EXTRACTED INFORMATION START

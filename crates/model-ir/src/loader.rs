// Copyright (c) 2025 Dimitris Kafetzis
//
// Licensed under the MIT License.
// See LICENSE file in the project root for full license information.
//
// SPDX-License-Identifier: MIT

//! Model loading from manifest + SafeTensors files.
//!
//! The loader reads a model directory containing:
//! - `model.json` — the graph manifest (see [`ModelManifest`]).
//! - `model.safetensors` — optional constant payloads in HuggingFace
//!   SafeTensors format.
//!
//! Constant payloads are **not** copied. The weight file is memory-mapped
//! once and every constant borrows its byte range from the shared mapping,
//! so engines built from the same loaded graph share the weights read-only.

use std::collections::HashMap;
use std::ops::Range;
use std::path::Path;
use std::sync::Arc;

use tensor_core::{ConstantData, DType, Shape, ShapeStatus, TensorInfo};

use crate::manifest::ManifestTensor;
use crate::{
    Graph, ModelError, ModelManifest, Node, NodeOptions, OpKind, TensorDef, TensorId, TensorKind,
    Validated,
};

/// Default manifest filename.
const MANIFEST_FILE: &str = "model.json";

/// Default SafeTensors filename.
const WEIGHTS_FILE: &str = "model.safetensors";

/// Metadata for a single tensor extracted from the SafeTensors header.
#[derive(Debug, Clone)]
pub struct WeightMeta {
    /// Tensor name (key in the SafeTensors file).
    pub name: String,
    pub shape: Vec<usize>,
    pub dtype: DType,
    /// Byte range of the payload within the file.
    pub range: Range<usize>,
}

/// A memory-mapped SafeTensors file.
pub struct WeightStore {
    mmap: Arc<memmap2::Mmap>,
    entries: HashMap<String, WeightMeta>,
}

impl WeightStore {
    /// Maps `path` and indexes its header.
    pub fn open(path: &Path) -> Result<Self, ModelError> {
        let file = std::fs::File::open(path).map_err(|e| {
            ModelError::SafeTensorsError(format!("cannot open '{}': {e}", path.display()))
        })?;

        // SAFETY: the mapping is read-only and the file is not modified while
        // the store is alive.
        let mmap = unsafe { memmap2::Mmap::map(&file) }
            .map_err(|e| ModelError::SafeTensorsError(format!("mmap failed: {e}")))?;

        let base = mmap.as_ptr() as usize;
        let tensors = safetensors::SafeTensors::deserialize(&mmap)
            .map_err(|e| ModelError::SafeTensorsError(format!("SafeTensors parse error: {e}")))?;

        let mut entries = HashMap::new();
        for (name, view) in tensors.tensors() {
            let dtype = convert_safetensor_dtype(&name, view.dtype())?;
            let start = view.data().as_ptr() as usize - base;
            let meta = WeightMeta {
                name: name.clone(),
                shape: view.shape().to_vec(),
                dtype,
                range: start..start + view.data().len(),
            };
            entries.insert(name, meta);
        }
        tracing::debug!("indexed {} tensors in '{}'", entries.len(), path.display());

        Ok(Self {
            mmap: Arc::new(mmap),
            entries,
        })
    }

    pub fn get(&self, name: &str) -> Option<&WeightMeta> {
        self.entries.get(name)
    }

    pub fn len(&self) -> usize {
        self.entries.len()
    }

    pub fn is_empty(&self) -> bool {
        self.entries.is_empty()
    }

    /// Shares the payload of `name` without copying.
    pub fn constant(&self, name: &str) -> Result<ConstantData, ModelError> {
        let meta = self.get(name).ok_or_else(|| ModelError::WeightNotFound {
            name: name.to_string(),
        })?;
        ConstantData::shared(self.mmap.clone(), meta.range.clone())
            .map_err(|e| ModelError::SafeTensorsError(format!("tensor '{name}': {e}")))
    }
}

/// Loads a model from disk into a validated [`Graph`].
///
/// # Example
/// ```no_run
/// use model_ir::ModelLoader;
/// use std::path::Path;
///
/// let graph = ModelLoader::load(Path::new("./models/tiny-cnn")).unwrap();
/// println!("{}", graph.summary());
/// ```
pub struct ModelLoader;

impl ModelLoader {
    /// Loads and validates a model from the given directory.
    ///
    /// Steps:
    /// 1. Parse `model.json` and validate it.
    /// 2. Map `model.safetensors` if the manifest refers to weights.
    /// 3. Build the tensor and node arenas.
    /// 4. Validate the graph.
    pub fn load(model_dir: &Path) -> Result<Graph<Validated>, ModelError> {
        let manifest = ModelManifest::from_file(&model_dir.join(MANIFEST_FILE))?;
        let weights = if manifest.weight_names().is_empty() {
            None
        } else {
            Some(WeightStore::open(&model_dir.join(WEIGHTS_FILE))?)
        };
        let graph = Self::from_manifest(&manifest, weights.as_ref())?;
        tracing::info!("loaded {}", graph.summary());
        Ok(graph)
    }

    /// Builds a graph from a parsed manifest and an optional weight store.
    pub fn from_manifest(
        manifest: &ModelManifest,
        weights: Option<&WeightStore>,
    ) -> Result<Graph<Validated>, ModelError> {
        manifest.validate()?;
        let mut graph = Graph::new(manifest.name.clone(), manifest.layout);
        let mut ids: HashMap<&str, TensorId> = HashMap::new();

        for t in &manifest.tensors {
            let kind = if manifest.inputs.contains(&t.name) {
                TensorKind::Input
            } else if t.is_constant() {
                TensorKind::Constant
            } else {
                TensorKind::Intermediate
            };
            let def = build_tensor(t, kind, weights)?;
            ids.insert(t.name.as_str(), graph.add_tensor(def));
        }

        let lookup = |name: &str| {
            ids.get(name).copied().ok_or_else(|| {
                ModelError::InvalidGraph(format!("tensor '{name}' is not declared"))
            })
        };

        // Graph inputs follow the manifest's input list, not declaration order.
        let input_ids = manifest
            .inputs
            .iter()
            .map(|n| lookup(n))
            .collect::<Result<Vec<_>, _>>()?;
        graph.set_inputs(input_ids);

        for (i, n) in manifest.nodes.iter().enumerate() {
            let invalid = |detail: String| ModelError::InvalidNode {
                node: i,
                name: n.name.clone(),
                detail,
            };
            let kind = OpKind::parse(&n.op).ok_or_else(|| invalid(format!("unknown op '{}'", n.op)))?;
            let options = NodeOptions::from_json(kind, n.options.clone())
                .map_err(|e| invalid(format!("bad options: {e}")))?;
            let resolve = |names: &[String]| -> Result<Vec<TensorId>, ModelError> {
                names.iter().map(|name| lookup(name)).collect()
            };
            graph.add_node(Node::new(
                n.name.clone(),
                kind,
                resolve(&n.inputs)?,
                resolve(&n.outputs)?,
                options,
            ));
        }
        for name in &manifest.outputs {
            graph.mark_output(lookup(name)?);
        }
        graph.validate()
    }
}

fn invalid_tensor(name: &str, detail: impl Into<String>) -> ModelError {
    ModelError::InvalidTensor {
        tensor: name.to_string(),
        detail: detail.into(),
    }
}

fn build_tensor(
    t: &ManifestTensor,
    kind: TensorKind,
    weights: Option<&WeightStore>,
) -> Result<TensorDef, ModelError> {
    let dtype = DType::parse(&t.dtype)
        .ok_or_else(|| invalid_tensor(&t.name, format!("unsupported dtype '{}'", t.dtype)))?;

    let (shape, data) = match kind {
        TensorKind::Constant => {
            let (shape, data) = constant_payload(t, dtype, weights)?;
            (Some(shape), Some(data))
        }
        _ => (t.shape.clone(), None),
    };

    let status = match kind {
        TensorKind::Input | TensorKind::Constant => ShapeStatus::Valid,
        _ => ShapeStatus::Undefined,
    };
    let info = TensorInfo {
        shape: shape.unwrap_or_else(Shape::scalar),
        dtype,
        quantization: t.quantization.clone(),
        status,
    };
    if let Some(q) = &info.quantization {
        if info.status == ShapeStatus::Valid {
            q.validate(&info.shape)
                .map_err(|e| invalid_tensor(&t.name, e.to_string()))?;
        }
    }
    Ok(TensorDef {
        name: t.name.clone(),
        info,
        kind,
        data,
    })
}

/// Resolves the shape and bytes of a constant.
fn constant_payload(
    t: &ManifestTensor,
    dtype: DType,
    weights: Option<&WeightStore>,
) -> Result<(Shape, ConstantData), ModelError> {
    let (default_dims, data) = if let Some(values) = &t.values {
        (vec![values.len()], encode_values(&t.name, values, dtype)?)
    } else if let Some(key) = &t.weight {
        let store = weights.ok_or_else(|| ModelError::WeightNotFound { name: key.clone() })?;
        let meta = store
            .get(key)
            .ok_or_else(|| ModelError::WeightNotFound { name: key.clone() })?;
        if meta.dtype != dtype {
            return Err(invalid_tensor(
                &t.name,
                format!("declared {dtype}, weight '{key}' is {}", meta.dtype),
            ));
        }
        (meta.shape.clone(), store.constant(key)?)
    } else {
        return Err(invalid_tensor(&t.name, "constant without payload"));
    };

    let shape = t.shape.clone().unwrap_or_else(|| Shape::new(default_dims));
    let expected = shape
        .size_bytes(dtype)
        .ok_or_else(|| invalid_tensor(&t.name, "constant shape must be fully known"))?;
    if expected != data.len() {
        return Err(invalid_tensor(
            &t.name,
            format!("shape {shape} needs {expected} bytes, payload has {}", data.len()),
        ));
    }
    Ok((shape, data))
}

/// Encodes inline manifest numbers as `dtype` elements.
fn encode_values(name: &str, values: &[f64], dtype: DType) -> Result<ConstantData, ModelError> {
    let data = match dtype {
        DType::F32 => ConstantData::from_values(&values.iter().map(|&v| v as f32).collect::<Vec<_>>()),
        DType::U8 => ConstantData::from_values(&values.iter().map(|&v| v as u8).collect::<Vec<_>>()),
        DType::I8 => ConstantData::from_values(&values.iter().map(|&v| v as i8).collect::<Vec<_>>()),
        DType::I16 => ConstantData::from_values(&values.iter().map(|&v| v as i16).collect::<Vec<_>>()),
        DType::I32 => ConstantData::from_values(&values.iter().map(|&v| v as i32).collect::<Vec<_>>()),
        DType::I64 => ConstantData::from_values(&values.iter().map(|&v| v as i64).collect::<Vec<_>>()),
        DType::Bool => ConstantData::from_values(&values.iter().map(|&v| v != 0.0).collect::<Vec<_>>()),
    };
    if values.iter().any(|v| !v.is_finite()) && dtype != DType::F32 {
        return Err(invalid_tensor(name, "non-finite value in integer constant"));
    }
    Ok(data)
}

/// Converts a SafeTensors `Dtype` to our [`DType`].
fn convert_safetensor_dtype(name: &str, st_dtype: safetensors::Dtype) -> Result<DType, ModelError> {
    match st_dtype {
        safetensors::Dtype::F32 => Ok(DType::F32),
        safetensors::Dtype::U8 => Ok(DType::U8),
        safetensors::Dtype::I8 => Ok(DType::I8),
        safetensors::Dtype::I16 => Ok(DType::I16),
        safetensors::Dtype::I32 => Ok(DType::I32),
        safetensors::Dtype::I64 => Ok(DType::I64),
        safetensors::Dtype::BOOL => Ok(DType::Bool),
        other => Err(ModelError::SafeTensorsError(format!(
            "tensor '{name}' has unsupported SafeTensors dtype {other:?}"
        ))),
    }
}

#[cfg(test)]
mod tests {
    use super::*;
    use crate::ShapeInference;

    const MANIFEST: &str = r#"{
        "name": "tiny",
        "layout": "nhwc",
        "inputs": ["x"],
        "outputs": ["y"],
        "tensors": [
            { "name": "x", "dtype": "f32", "shape": [-1, 4, 4, 1] },
            { "name": "w", "dtype": "f32", "weight": "conv.weight" },
            { "name": "b", "dtype": "f32", "values": [0.5, -0.5] },
            { "name": "h", "dtype": "f32" },
            { "name": "axes", "dtype": "i32", "values": [1, 2] },
            { "name": "y", "dtype": "f32" }
        ],
        "nodes": [
            { "name": "conv", "op": "conv2d", "inputs": ["x", "w", "b"], "outputs": ["h"],
              "options": { "padding": "valid", "fused_activation": "relu" } },
            { "name": "mean", "op": "mean", "inputs": ["h", "axes"], "outputs": ["y"],
              "options": { "keep_dims": false } }
        ]
    }"#;

    fn write_model(dir: &Path, weight: &[f32], shape: Vec<usize>) {
        std::fs::write(dir.join(MANIFEST_FILE), MANIFEST).unwrap();
        let bytes: Vec<u8> = weight.iter().flat_map(|v| v.to_le_bytes()).collect();
        let view = safetensors::tensor::TensorView::new(safetensors::Dtype::F32, shape, &bytes).unwrap();
        let file = safetensors::serialize([("conv.weight", view)], &None).unwrap();
        std::fs::write(dir.join(WEIGHTS_FILE), file).unwrap();
    }

    #[test]
    fn test_load_directory_with_safetensors() {
        let dir = tempfile::tempdir().unwrap();
        let weight: Vec<f32> = (0..18).map(|i| i as f32).collect();
        write_model(dir.path(), &weight, vec![2, 3, 3, 1]);

        let graph = ModelLoader::load(dir.path()).unwrap();
        assert_eq!(graph.num_nodes(), 2);
        let w = graph.tensor(graph.find_tensor("w").unwrap()).unwrap();
        assert_eq!(w.info.shape, Shape::new(vec![2, 3, 3, 1]));
        let data = w.data.as_ref().unwrap();
        assert_eq!(data.read::<f32>(17), 17.0);

        let h = graph.tensor(graph.find_tensor("h").unwrap()).unwrap();
        assert!(!h.info.is_ready());
        assert_eq!(graph.tensor(graph.find_tensor("axes").unwrap()).unwrap().constant_i64(), Some(vec![1, 2]));
    }

    #[test]
    fn test_loaded_graph_infers_shapes() {
        let dir = tempfile::tempdir().unwrap();
        write_model(dir.path(), &[0.0; 18], vec![2, 3, 3, 1]);
        let mut graph = ModelLoader::load(dir.path()).unwrap();
        let report = ShapeInference::run(&mut graph, |_| graph_layout()).unwrap();
        assert_eq!(report.resolved, 2);
        let y = graph.info(graph.find_tensor("y").unwrap()).unwrap();
        assert_eq!(y.shape.to_string(), "[?, 2]");
    }

    fn graph_layout() -> tensor_core::Layout {
        tensor_core::Layout::Nhwc
    }

    #[test]
    fn test_missing_weight_tensor() {
        let manifest = ModelManifest::from_json(MANIFEST).unwrap();
        let result = ModelLoader::from_manifest(&manifest, None);
        assert!(matches!(result, Err(ModelError::WeightNotFound { .. })));
    }

    #[test]
    fn test_weight_size_mismatch() {
        let dir = tempfile::tempdir().unwrap();
        write_model(dir.path(), &[0.0; 18], vec![2, 3, 3, 1]);
        let mut manifest = ModelManifest::from_json(MANIFEST).unwrap();
        manifest.tensors[1].shape = Some(Shape::new(vec![1, 3, 3, 1]));
        let store = WeightStore::open(&dir.path().join(WEIGHTS_FILE)).unwrap();
        assert_eq!(store.len(), 1);
        let err = ModelLoader::from_manifest(&manifest, Some(&store)).unwrap_err();
        assert!(matches!(err, ModelError::InvalidTensor { .. }));
    }

    #[test]
    fn test_missing_manifest() {
        let dir = tempfile::tempdir().unwrap();
        assert!(matches!(
            ModelLoader::load(dir.path()),
            Err(ModelError::ManifestReadError(_))
        ));
    }
}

EXTRACTED INFORMATION END

REQUIRED WORK:
Copy every line of the records above that holds the word "quantization".

REPLY TO THE TASK:
        quantization: t.quantization.clone(),
    if let Some(q) = &info.quantization {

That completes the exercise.